• Aim of the exercise:
For the data below, give again exactly the lines from the one containing "pub fn new(config: BaggingConfig, factory: F)" through the one containing "self.check_fitted()?;", both ends included, and no others.

====== Material shown ======

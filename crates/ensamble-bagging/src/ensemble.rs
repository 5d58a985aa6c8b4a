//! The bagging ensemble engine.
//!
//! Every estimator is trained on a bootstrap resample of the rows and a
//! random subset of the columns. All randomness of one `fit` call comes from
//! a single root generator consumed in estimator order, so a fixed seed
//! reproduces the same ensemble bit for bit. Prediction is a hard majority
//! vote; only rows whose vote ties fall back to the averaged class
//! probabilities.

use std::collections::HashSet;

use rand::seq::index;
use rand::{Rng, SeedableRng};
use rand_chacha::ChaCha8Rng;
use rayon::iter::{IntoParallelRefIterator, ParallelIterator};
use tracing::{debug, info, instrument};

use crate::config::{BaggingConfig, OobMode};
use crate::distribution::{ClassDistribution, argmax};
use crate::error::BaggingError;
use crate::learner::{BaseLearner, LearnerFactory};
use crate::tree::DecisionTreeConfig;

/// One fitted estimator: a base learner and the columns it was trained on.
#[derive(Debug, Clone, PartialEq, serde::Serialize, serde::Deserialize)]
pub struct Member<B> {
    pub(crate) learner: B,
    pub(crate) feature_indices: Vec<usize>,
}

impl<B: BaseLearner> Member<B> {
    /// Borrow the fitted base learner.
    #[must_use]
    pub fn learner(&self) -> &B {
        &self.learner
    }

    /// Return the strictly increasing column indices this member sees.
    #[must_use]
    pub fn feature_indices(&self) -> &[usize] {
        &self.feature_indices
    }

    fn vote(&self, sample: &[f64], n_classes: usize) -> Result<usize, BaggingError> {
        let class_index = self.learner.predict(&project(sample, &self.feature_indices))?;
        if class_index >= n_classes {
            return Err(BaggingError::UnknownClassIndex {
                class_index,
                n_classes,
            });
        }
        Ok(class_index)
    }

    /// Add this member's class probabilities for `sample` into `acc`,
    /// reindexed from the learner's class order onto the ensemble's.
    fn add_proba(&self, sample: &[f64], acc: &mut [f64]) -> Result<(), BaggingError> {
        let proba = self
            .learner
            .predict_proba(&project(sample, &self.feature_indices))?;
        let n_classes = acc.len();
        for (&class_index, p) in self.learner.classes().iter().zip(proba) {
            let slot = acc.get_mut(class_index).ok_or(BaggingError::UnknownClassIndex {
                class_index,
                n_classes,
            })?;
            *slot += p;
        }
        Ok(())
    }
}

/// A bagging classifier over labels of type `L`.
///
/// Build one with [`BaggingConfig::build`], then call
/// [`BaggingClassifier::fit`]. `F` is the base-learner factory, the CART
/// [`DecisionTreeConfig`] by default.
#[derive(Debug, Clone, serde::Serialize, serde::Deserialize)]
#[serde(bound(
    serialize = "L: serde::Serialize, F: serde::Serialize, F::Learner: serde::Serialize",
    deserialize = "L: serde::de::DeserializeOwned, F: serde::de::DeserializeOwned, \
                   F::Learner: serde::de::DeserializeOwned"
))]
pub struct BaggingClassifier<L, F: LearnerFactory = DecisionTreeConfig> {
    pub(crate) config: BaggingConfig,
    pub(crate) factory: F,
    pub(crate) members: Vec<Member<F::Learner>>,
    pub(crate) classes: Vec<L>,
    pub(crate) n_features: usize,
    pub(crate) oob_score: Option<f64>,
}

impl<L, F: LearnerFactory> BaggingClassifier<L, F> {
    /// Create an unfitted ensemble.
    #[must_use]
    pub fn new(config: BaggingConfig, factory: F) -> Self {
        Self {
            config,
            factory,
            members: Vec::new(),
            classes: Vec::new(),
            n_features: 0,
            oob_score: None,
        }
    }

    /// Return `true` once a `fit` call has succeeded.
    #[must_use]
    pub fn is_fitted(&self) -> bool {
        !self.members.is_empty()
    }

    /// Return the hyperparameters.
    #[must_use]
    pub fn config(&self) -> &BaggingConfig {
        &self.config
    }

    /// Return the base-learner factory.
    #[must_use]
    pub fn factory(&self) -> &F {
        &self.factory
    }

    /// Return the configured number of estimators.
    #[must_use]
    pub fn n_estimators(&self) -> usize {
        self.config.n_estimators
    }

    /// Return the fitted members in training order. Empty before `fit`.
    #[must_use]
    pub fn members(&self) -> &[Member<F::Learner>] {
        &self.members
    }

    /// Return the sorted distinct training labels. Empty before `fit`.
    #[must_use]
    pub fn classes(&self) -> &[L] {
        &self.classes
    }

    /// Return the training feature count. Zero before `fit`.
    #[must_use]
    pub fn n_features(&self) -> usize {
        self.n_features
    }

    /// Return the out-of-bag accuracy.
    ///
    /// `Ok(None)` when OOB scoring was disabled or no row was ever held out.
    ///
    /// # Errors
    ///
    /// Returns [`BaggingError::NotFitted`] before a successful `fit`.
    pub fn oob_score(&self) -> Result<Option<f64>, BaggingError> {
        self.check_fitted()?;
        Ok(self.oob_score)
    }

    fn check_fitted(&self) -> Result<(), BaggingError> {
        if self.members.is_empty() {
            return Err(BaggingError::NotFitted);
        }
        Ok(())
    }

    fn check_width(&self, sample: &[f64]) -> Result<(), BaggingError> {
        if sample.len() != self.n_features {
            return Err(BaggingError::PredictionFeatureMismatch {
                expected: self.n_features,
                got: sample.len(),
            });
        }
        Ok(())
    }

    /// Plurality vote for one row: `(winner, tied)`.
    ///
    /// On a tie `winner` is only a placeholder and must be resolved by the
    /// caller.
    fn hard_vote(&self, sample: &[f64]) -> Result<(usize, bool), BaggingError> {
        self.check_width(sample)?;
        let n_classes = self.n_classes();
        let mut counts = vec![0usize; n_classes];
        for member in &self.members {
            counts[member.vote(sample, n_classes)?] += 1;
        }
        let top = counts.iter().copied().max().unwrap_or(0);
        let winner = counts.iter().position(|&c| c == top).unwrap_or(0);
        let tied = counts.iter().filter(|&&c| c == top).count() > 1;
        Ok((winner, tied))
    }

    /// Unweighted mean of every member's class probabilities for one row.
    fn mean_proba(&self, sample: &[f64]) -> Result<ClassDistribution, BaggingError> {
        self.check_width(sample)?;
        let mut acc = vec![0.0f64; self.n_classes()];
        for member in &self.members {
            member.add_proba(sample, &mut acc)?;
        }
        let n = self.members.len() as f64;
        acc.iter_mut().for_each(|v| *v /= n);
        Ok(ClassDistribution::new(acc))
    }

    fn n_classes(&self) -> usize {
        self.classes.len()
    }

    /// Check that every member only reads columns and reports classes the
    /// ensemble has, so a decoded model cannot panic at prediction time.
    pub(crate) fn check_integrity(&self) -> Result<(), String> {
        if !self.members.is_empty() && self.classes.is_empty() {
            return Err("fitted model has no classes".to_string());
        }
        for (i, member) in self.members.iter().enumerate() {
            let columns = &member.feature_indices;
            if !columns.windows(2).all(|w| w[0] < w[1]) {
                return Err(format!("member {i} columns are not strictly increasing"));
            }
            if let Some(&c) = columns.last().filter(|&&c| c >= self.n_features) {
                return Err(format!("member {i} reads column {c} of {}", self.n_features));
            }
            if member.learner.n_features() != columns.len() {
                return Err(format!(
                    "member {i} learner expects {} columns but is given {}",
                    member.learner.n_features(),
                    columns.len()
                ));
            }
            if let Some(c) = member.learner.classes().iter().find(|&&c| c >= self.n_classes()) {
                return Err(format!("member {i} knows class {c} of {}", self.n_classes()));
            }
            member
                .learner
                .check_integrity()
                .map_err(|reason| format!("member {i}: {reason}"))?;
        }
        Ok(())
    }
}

======

• Answer box:
    pub fn new(config: BaggingConfig, factory: F) -> Self {
        Self {
            config,
            factory,
            members: Vec::new(),
            classes: Vec::new(),
            n_features: 0,
            oob_score: None,
        }
    }

    /// Return `true` once a `fit` call has succeeded.
    #[must_use]
    pub fn is_fitted(&self) -> bool {
        !self.members.is_empty()
    }

    /// Return the hyperparameters.
    #[must_use]
    pub fn config(&self) -> &BaggingConfig {
        &self.config
    }

    /// Return the base-learner factory.
    #[must_use]
    pub fn factory(&self) -> &F {
        &self.factory
    }

    /// Return the configured number of estimators.
    #[must_use]
    pub fn n_estimators(&self) -> usize {
        self.config.n_estimators
    }

    /// Return the fitted members in training order. Empty before `fit`.
    #[must_use]
    pub fn members(&self) -> &[Member<F::Learner>] {
        &self.members
    }

    /// Return the sorted distinct training labels. Empty before `fit`.
    #[must_use]
    pub fn classes(&self) -> &[L] {
        &self.classes
    }

    /// Return the training feature count. Zero before `fit`.
    #[must_use]
    pub fn n_features(&self) -> usize {
        self.n_features
    }

    /// Return the out-of-bag accuracy.
    ///
    /// `Ok(None)` when OOB scoring was disabled or no row was ever held out.
    ///
    /// # Errors
    ///
    /// Returns [`BaggingError::NotFitted`] before a successful `fit`.
    pub fn oob_score(&self) -> Result<Option<f64>, BaggingError> {
        self.check_fitted()?;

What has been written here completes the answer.